WHAT YOU NEED TO DO - Show all lines of the entries in which the word "classes" is found.

RECORDS TO USE -

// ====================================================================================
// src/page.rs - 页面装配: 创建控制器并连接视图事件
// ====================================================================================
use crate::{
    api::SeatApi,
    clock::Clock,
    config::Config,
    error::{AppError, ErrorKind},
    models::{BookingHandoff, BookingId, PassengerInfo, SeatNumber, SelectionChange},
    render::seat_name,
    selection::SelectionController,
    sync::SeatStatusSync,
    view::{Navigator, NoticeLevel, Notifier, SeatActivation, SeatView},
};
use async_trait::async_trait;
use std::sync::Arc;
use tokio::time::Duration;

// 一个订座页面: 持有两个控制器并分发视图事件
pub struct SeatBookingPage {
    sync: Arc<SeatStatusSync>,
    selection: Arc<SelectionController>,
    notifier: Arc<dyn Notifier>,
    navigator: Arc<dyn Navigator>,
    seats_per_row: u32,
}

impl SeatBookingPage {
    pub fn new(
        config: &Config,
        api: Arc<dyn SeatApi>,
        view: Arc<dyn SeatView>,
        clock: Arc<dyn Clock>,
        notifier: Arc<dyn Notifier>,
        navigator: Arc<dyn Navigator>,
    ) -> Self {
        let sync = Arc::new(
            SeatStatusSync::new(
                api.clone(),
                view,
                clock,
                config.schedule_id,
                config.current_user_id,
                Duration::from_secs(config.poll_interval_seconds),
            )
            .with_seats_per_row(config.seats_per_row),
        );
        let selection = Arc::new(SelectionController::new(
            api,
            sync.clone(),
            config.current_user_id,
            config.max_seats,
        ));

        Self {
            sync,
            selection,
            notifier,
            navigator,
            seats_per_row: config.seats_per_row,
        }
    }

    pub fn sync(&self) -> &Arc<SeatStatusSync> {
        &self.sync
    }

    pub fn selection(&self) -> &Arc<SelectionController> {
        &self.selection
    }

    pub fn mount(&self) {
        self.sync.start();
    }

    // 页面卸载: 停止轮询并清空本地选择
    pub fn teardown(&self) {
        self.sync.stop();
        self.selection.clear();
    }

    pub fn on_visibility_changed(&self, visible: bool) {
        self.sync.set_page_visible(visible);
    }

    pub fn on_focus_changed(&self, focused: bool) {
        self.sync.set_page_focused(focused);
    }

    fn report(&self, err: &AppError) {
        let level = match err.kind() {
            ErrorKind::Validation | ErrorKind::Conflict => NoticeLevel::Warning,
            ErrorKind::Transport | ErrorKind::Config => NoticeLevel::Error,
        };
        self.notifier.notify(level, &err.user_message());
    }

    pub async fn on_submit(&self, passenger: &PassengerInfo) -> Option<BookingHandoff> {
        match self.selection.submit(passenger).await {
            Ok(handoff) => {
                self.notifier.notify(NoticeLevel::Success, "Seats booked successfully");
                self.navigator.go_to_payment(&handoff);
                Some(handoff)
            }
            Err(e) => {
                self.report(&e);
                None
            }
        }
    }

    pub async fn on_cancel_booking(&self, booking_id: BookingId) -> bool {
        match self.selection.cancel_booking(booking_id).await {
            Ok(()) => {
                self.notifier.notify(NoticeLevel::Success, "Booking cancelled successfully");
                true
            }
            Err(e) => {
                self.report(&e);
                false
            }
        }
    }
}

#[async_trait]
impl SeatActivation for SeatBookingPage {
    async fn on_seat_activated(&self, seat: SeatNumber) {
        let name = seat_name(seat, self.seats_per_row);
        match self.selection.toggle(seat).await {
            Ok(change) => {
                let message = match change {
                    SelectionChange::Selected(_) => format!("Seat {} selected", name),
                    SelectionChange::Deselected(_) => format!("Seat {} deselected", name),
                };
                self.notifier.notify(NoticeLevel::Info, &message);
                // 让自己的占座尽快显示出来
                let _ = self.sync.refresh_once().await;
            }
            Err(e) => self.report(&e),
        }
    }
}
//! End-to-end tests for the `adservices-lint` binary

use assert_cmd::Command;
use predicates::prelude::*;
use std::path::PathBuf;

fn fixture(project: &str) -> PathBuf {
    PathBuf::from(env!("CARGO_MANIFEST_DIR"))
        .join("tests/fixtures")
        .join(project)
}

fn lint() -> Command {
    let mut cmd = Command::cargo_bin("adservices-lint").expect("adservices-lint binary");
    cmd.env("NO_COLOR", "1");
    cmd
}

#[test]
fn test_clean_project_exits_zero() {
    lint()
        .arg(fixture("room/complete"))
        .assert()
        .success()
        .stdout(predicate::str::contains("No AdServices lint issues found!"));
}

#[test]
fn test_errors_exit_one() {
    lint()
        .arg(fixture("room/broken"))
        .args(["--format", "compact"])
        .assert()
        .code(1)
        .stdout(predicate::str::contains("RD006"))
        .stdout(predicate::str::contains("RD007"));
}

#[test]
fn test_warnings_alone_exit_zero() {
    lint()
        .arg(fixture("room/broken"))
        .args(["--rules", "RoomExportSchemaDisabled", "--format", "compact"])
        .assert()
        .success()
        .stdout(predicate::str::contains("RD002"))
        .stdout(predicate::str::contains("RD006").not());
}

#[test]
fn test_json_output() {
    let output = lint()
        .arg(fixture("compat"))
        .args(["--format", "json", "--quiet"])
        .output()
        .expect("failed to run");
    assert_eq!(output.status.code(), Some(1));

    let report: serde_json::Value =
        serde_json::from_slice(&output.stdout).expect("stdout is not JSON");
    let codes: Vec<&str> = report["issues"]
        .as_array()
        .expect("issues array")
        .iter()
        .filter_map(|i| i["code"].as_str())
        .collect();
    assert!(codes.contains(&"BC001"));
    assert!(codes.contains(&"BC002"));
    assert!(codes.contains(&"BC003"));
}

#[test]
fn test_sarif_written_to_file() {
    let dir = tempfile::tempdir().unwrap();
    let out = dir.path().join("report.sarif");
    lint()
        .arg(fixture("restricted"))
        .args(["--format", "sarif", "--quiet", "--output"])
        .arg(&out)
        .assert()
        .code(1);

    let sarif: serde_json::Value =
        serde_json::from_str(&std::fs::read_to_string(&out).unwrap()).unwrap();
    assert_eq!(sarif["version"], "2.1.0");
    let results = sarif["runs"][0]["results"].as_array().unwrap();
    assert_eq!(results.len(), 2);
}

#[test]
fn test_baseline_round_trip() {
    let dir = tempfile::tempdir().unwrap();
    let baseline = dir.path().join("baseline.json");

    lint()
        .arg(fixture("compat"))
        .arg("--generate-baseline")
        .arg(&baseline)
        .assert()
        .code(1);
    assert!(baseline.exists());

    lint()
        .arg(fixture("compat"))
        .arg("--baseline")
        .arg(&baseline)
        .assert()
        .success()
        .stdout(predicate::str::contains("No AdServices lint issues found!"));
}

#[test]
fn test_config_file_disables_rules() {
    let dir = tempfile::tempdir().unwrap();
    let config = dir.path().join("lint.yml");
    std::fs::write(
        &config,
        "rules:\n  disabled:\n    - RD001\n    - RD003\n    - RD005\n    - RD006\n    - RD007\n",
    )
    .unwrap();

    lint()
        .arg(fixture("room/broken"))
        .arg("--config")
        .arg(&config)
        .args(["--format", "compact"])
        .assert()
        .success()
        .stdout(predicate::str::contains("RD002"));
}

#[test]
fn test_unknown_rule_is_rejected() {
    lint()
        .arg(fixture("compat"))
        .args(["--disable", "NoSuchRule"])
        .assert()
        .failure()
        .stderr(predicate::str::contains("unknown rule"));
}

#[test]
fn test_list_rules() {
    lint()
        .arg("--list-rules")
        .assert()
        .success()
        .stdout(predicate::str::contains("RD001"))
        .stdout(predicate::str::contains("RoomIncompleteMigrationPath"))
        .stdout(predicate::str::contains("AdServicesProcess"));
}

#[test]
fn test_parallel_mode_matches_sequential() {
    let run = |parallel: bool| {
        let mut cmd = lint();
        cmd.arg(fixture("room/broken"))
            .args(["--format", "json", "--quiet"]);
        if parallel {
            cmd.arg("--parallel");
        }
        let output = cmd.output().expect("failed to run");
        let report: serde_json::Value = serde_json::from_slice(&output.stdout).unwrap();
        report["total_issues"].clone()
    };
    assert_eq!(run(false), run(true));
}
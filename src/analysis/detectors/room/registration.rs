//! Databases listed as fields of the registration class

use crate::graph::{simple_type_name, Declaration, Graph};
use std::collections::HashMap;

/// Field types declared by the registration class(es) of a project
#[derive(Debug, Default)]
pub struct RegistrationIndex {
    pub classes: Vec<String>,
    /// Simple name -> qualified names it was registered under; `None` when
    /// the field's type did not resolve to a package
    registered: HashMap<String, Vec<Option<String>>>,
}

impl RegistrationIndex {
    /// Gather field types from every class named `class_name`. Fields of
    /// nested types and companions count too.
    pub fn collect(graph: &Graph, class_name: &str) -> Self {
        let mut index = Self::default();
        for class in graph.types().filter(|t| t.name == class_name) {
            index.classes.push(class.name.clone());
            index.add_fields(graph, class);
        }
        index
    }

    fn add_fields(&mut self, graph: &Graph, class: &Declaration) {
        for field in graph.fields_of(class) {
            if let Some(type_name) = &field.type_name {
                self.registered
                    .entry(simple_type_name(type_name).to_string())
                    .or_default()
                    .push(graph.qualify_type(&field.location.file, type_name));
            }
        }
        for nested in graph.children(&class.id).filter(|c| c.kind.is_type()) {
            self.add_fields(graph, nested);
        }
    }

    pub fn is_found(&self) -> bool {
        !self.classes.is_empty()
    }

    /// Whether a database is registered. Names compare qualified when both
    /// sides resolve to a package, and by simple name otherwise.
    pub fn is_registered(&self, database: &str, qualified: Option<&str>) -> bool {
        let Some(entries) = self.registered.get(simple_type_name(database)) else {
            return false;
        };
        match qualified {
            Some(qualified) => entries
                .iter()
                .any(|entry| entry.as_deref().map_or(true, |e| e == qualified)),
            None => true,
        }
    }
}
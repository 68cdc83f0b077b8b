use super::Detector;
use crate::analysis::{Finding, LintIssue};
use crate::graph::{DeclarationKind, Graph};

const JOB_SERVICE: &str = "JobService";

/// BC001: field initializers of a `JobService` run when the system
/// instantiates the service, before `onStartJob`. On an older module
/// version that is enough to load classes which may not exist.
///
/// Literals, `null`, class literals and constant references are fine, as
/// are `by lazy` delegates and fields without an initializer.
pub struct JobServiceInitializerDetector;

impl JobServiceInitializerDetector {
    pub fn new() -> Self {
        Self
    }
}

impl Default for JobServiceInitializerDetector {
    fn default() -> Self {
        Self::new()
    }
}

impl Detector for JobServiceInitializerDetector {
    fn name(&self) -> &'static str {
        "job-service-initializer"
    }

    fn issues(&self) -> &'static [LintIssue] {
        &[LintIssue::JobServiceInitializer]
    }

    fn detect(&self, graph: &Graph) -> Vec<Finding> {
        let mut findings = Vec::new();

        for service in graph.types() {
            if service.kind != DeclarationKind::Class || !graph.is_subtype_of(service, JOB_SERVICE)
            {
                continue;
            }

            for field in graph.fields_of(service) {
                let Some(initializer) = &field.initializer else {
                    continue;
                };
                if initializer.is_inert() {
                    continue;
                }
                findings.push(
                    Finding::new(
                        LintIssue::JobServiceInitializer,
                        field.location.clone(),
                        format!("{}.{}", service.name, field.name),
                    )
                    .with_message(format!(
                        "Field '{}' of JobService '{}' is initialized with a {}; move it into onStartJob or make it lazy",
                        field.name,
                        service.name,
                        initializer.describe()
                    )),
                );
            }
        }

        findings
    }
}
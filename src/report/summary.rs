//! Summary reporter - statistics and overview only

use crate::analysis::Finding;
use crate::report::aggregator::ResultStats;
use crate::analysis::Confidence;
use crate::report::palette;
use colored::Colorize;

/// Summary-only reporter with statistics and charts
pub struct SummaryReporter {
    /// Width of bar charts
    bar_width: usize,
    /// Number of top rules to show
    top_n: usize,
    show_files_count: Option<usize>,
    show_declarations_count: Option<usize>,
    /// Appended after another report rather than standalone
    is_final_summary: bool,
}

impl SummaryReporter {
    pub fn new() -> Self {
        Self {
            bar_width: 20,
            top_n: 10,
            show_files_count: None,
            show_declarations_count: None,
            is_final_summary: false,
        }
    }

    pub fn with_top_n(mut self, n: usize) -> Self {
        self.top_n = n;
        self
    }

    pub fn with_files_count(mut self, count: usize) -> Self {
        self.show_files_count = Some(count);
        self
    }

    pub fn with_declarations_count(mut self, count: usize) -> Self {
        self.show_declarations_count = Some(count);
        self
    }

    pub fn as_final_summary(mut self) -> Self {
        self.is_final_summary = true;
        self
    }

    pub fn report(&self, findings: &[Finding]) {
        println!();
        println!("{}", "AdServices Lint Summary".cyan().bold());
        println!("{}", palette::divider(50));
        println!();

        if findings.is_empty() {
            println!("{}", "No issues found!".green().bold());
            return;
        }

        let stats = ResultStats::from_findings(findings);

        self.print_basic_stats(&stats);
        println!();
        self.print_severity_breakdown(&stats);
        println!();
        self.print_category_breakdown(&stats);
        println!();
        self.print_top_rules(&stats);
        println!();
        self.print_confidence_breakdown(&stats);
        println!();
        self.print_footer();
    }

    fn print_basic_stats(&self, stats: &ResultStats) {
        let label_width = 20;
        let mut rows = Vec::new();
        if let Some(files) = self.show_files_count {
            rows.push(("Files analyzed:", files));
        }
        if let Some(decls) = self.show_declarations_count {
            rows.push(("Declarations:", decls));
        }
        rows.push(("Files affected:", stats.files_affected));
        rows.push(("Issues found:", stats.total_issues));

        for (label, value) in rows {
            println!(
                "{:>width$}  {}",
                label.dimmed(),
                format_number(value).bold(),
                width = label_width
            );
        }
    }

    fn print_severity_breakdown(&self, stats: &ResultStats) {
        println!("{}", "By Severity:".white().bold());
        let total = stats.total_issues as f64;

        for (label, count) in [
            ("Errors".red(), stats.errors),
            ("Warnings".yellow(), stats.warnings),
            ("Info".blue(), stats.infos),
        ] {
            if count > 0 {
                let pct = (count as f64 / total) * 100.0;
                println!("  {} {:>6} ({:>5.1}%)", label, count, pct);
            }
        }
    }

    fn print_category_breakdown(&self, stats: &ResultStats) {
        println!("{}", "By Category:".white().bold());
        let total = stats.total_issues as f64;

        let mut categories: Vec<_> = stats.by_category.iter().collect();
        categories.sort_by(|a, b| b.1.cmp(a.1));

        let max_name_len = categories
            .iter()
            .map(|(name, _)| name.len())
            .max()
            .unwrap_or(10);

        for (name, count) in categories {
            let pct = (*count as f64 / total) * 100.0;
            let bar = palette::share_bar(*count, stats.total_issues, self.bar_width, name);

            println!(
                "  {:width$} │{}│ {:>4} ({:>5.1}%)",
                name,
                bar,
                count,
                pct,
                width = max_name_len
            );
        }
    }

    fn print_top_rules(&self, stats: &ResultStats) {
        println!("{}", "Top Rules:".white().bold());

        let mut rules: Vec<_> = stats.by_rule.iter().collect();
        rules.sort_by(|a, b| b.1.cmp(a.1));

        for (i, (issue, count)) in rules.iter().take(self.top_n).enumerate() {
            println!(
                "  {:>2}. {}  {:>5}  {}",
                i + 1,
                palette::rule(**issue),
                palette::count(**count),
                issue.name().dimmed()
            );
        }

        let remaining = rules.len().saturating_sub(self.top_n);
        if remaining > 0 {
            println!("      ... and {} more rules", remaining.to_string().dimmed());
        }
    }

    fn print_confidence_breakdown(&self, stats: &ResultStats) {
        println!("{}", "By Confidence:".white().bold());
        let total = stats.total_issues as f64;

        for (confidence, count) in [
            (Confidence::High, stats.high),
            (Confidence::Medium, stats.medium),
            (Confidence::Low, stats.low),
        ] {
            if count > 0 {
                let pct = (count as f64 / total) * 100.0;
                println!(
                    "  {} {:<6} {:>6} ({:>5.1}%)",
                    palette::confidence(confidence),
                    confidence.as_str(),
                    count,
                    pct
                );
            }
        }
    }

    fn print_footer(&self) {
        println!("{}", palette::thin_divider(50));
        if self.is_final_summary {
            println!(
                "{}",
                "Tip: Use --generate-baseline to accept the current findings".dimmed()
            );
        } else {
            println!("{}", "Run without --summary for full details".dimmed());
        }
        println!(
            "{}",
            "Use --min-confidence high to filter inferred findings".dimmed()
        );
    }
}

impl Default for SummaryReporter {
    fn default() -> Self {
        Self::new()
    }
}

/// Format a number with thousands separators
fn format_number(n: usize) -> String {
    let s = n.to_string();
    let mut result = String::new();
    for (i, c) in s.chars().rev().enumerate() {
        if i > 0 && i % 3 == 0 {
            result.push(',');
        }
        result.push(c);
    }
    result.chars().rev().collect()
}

SOLUTION -
    pub classes: Vec<String>,
            index.classes.push(class.name.clone());
        !self.classes.is_empty()
/// version that is enough to load classes which may not exist.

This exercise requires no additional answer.